_What you are asked to do_: Every line below that holds the word "return" must be listed.

Stored data:
┏━━

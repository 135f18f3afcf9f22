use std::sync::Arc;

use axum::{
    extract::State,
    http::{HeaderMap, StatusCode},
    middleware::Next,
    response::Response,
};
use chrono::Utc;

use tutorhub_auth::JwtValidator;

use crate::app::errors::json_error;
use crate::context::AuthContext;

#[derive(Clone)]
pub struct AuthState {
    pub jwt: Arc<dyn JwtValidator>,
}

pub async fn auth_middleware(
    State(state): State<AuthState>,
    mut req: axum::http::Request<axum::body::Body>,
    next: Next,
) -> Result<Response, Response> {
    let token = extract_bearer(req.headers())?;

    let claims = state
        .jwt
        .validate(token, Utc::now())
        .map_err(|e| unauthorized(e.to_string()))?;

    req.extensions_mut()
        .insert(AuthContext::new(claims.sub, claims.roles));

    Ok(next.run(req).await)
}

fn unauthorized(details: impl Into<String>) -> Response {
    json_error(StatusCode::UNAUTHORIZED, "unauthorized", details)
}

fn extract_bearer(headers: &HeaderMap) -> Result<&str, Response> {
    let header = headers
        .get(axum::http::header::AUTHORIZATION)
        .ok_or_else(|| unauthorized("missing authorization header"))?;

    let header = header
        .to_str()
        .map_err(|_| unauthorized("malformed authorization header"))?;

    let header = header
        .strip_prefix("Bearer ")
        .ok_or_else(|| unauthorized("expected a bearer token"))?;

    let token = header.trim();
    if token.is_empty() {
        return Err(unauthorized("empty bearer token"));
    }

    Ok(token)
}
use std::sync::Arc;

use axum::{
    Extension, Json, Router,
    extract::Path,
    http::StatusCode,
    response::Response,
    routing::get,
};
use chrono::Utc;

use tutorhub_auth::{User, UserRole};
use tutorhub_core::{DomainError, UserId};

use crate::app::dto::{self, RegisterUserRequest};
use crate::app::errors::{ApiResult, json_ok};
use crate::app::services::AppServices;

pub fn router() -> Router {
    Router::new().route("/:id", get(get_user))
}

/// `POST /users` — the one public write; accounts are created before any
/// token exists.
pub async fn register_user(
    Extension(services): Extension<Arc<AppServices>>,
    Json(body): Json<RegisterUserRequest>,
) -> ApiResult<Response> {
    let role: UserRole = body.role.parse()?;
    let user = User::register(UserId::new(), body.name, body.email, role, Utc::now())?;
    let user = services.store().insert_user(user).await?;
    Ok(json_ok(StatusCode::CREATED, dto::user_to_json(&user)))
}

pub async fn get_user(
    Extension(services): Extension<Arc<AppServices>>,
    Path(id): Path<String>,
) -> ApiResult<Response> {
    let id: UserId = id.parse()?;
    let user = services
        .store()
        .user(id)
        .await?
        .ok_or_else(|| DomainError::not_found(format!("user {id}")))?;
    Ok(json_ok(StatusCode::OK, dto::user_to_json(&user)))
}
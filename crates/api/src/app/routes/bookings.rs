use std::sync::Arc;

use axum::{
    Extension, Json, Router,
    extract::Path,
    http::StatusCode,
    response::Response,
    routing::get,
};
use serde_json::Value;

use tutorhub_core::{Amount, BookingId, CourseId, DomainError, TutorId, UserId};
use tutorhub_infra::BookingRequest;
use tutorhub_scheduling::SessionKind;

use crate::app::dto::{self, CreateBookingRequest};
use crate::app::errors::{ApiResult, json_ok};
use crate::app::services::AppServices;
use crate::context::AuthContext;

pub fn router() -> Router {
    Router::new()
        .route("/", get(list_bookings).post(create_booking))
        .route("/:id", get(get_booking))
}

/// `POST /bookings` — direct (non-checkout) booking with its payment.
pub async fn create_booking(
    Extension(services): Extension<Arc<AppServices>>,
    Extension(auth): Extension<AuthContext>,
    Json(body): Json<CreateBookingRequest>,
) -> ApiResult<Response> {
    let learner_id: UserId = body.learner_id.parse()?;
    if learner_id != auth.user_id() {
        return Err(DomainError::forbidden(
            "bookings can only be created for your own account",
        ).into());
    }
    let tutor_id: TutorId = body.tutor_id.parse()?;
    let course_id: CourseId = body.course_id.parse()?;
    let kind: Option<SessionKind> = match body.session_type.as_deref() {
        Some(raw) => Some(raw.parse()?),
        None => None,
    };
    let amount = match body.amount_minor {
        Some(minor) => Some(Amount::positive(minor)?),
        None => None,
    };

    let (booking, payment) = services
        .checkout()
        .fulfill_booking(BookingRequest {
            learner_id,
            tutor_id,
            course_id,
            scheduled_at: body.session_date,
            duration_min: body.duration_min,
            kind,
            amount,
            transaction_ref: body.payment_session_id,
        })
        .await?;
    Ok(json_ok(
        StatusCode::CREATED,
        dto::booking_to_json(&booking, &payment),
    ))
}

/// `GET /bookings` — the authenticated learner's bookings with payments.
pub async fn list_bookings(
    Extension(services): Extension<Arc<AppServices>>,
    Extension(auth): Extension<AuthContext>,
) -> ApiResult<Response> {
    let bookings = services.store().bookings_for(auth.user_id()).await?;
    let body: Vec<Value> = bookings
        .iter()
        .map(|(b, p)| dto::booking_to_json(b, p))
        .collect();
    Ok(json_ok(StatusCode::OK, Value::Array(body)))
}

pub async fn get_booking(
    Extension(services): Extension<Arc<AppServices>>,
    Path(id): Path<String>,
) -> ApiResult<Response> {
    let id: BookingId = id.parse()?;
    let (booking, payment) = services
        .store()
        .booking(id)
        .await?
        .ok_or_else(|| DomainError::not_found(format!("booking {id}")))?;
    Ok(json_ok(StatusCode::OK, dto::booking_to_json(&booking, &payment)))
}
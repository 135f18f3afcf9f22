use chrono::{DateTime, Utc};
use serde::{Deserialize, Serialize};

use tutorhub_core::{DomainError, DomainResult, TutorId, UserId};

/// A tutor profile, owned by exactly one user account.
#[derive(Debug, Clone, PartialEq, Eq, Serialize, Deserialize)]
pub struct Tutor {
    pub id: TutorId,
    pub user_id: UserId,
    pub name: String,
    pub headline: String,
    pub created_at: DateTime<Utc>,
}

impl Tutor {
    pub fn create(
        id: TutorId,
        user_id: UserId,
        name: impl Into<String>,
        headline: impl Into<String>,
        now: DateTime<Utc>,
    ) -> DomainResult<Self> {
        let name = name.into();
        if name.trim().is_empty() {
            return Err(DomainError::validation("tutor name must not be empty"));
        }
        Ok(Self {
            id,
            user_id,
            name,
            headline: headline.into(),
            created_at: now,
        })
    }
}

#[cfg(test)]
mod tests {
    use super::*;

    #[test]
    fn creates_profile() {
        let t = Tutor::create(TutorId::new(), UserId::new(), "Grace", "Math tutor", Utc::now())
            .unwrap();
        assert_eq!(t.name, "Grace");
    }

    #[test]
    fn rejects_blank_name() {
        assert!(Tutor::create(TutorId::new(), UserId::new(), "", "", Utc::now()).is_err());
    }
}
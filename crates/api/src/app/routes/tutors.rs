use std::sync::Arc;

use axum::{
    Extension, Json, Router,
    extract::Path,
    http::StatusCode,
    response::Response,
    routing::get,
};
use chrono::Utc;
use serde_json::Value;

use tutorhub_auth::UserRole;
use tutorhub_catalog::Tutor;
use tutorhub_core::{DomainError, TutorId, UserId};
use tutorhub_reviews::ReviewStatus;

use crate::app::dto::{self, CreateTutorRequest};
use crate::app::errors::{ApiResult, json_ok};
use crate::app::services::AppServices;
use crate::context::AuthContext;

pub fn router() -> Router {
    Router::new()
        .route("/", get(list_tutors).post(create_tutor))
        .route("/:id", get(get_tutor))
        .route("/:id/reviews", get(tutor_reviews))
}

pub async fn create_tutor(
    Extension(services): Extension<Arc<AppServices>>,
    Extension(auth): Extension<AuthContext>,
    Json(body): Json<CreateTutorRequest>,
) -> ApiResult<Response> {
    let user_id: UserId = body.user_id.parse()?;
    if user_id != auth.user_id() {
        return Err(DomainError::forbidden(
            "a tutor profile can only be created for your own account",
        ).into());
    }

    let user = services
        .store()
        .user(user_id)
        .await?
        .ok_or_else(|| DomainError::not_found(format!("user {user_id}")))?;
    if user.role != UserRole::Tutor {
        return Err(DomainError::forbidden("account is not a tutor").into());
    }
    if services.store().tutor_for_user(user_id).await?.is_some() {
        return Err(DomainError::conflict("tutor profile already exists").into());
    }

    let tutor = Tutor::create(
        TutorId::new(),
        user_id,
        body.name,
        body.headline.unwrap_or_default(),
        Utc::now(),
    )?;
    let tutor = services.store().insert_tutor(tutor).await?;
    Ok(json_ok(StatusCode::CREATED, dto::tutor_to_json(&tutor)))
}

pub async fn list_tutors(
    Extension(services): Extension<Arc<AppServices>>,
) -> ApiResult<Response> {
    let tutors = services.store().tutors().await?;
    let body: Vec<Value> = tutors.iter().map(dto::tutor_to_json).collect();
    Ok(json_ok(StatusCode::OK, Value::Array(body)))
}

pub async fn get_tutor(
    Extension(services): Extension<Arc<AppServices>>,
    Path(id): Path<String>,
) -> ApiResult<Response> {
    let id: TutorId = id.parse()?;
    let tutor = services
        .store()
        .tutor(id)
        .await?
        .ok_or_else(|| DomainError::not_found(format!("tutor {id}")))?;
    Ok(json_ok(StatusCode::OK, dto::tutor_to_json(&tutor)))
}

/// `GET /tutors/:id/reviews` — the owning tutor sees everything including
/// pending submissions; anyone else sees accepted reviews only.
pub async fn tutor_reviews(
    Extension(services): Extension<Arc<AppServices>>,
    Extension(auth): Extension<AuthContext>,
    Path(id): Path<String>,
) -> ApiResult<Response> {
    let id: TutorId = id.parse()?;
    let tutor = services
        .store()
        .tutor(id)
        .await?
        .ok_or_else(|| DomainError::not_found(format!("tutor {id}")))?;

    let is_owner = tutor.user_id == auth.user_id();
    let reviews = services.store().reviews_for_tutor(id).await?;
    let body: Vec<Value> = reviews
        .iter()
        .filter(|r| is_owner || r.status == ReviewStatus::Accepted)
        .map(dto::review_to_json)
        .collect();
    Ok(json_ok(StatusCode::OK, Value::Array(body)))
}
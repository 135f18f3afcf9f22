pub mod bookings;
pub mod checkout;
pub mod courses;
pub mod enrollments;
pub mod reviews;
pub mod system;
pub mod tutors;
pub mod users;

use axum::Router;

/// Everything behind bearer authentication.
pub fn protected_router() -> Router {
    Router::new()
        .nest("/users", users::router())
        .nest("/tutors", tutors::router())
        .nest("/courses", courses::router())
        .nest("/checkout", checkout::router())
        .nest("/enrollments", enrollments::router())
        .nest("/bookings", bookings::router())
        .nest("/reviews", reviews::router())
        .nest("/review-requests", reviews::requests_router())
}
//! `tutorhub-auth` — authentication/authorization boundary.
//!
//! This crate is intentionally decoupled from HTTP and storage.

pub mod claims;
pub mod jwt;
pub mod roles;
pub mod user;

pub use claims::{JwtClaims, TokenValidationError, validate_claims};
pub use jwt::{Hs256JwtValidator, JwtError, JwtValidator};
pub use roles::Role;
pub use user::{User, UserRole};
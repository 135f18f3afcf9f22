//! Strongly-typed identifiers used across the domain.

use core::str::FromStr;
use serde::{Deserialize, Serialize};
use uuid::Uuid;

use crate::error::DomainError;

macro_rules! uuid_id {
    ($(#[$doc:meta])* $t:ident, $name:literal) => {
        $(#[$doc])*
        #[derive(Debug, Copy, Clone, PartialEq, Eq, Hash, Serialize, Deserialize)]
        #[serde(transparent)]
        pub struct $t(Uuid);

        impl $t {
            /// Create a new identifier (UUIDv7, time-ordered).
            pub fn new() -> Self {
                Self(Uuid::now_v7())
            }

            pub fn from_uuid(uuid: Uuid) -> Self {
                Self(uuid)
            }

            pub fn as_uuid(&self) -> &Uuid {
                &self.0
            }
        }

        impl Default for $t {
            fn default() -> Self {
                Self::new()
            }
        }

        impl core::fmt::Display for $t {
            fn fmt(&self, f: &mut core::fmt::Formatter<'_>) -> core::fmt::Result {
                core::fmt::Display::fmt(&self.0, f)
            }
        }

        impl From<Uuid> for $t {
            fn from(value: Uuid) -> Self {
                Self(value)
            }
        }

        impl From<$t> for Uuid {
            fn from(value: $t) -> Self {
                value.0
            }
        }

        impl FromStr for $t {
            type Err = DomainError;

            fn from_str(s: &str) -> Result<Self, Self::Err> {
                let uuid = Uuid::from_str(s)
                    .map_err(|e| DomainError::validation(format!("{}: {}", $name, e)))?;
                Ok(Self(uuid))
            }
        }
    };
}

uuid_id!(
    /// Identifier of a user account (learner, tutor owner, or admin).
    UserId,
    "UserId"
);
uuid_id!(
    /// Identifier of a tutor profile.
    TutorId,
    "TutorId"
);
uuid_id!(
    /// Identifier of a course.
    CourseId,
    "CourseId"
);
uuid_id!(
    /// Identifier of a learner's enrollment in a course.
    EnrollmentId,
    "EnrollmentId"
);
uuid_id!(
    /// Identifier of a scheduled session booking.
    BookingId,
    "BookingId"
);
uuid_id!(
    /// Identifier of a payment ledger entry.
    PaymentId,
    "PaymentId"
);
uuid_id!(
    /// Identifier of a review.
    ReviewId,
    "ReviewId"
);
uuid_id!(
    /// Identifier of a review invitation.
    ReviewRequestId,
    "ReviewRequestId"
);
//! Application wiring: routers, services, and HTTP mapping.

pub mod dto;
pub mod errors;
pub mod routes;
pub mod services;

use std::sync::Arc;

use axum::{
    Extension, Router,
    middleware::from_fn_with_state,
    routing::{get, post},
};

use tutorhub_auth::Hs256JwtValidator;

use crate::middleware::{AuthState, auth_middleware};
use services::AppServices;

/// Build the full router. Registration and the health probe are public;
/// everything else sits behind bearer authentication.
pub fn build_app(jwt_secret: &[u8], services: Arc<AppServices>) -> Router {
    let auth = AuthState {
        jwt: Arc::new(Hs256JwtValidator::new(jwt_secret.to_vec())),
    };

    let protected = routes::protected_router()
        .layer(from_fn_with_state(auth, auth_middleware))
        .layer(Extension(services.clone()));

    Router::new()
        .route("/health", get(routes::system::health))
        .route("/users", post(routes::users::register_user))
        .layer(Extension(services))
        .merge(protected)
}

┗━━

_Exercise answer_:
        return Err(unauthorized("empty bearer token"));
        return Err(DomainError::forbidden(
            return Err(DomainError::validation("tutor name must not be empty"));
        return Err(DomainError::forbidden(
        return Err(DomainError::forbidden("account is not a tutor").into());
        return Err(DomainError::conflict("tutor profile already exists").into());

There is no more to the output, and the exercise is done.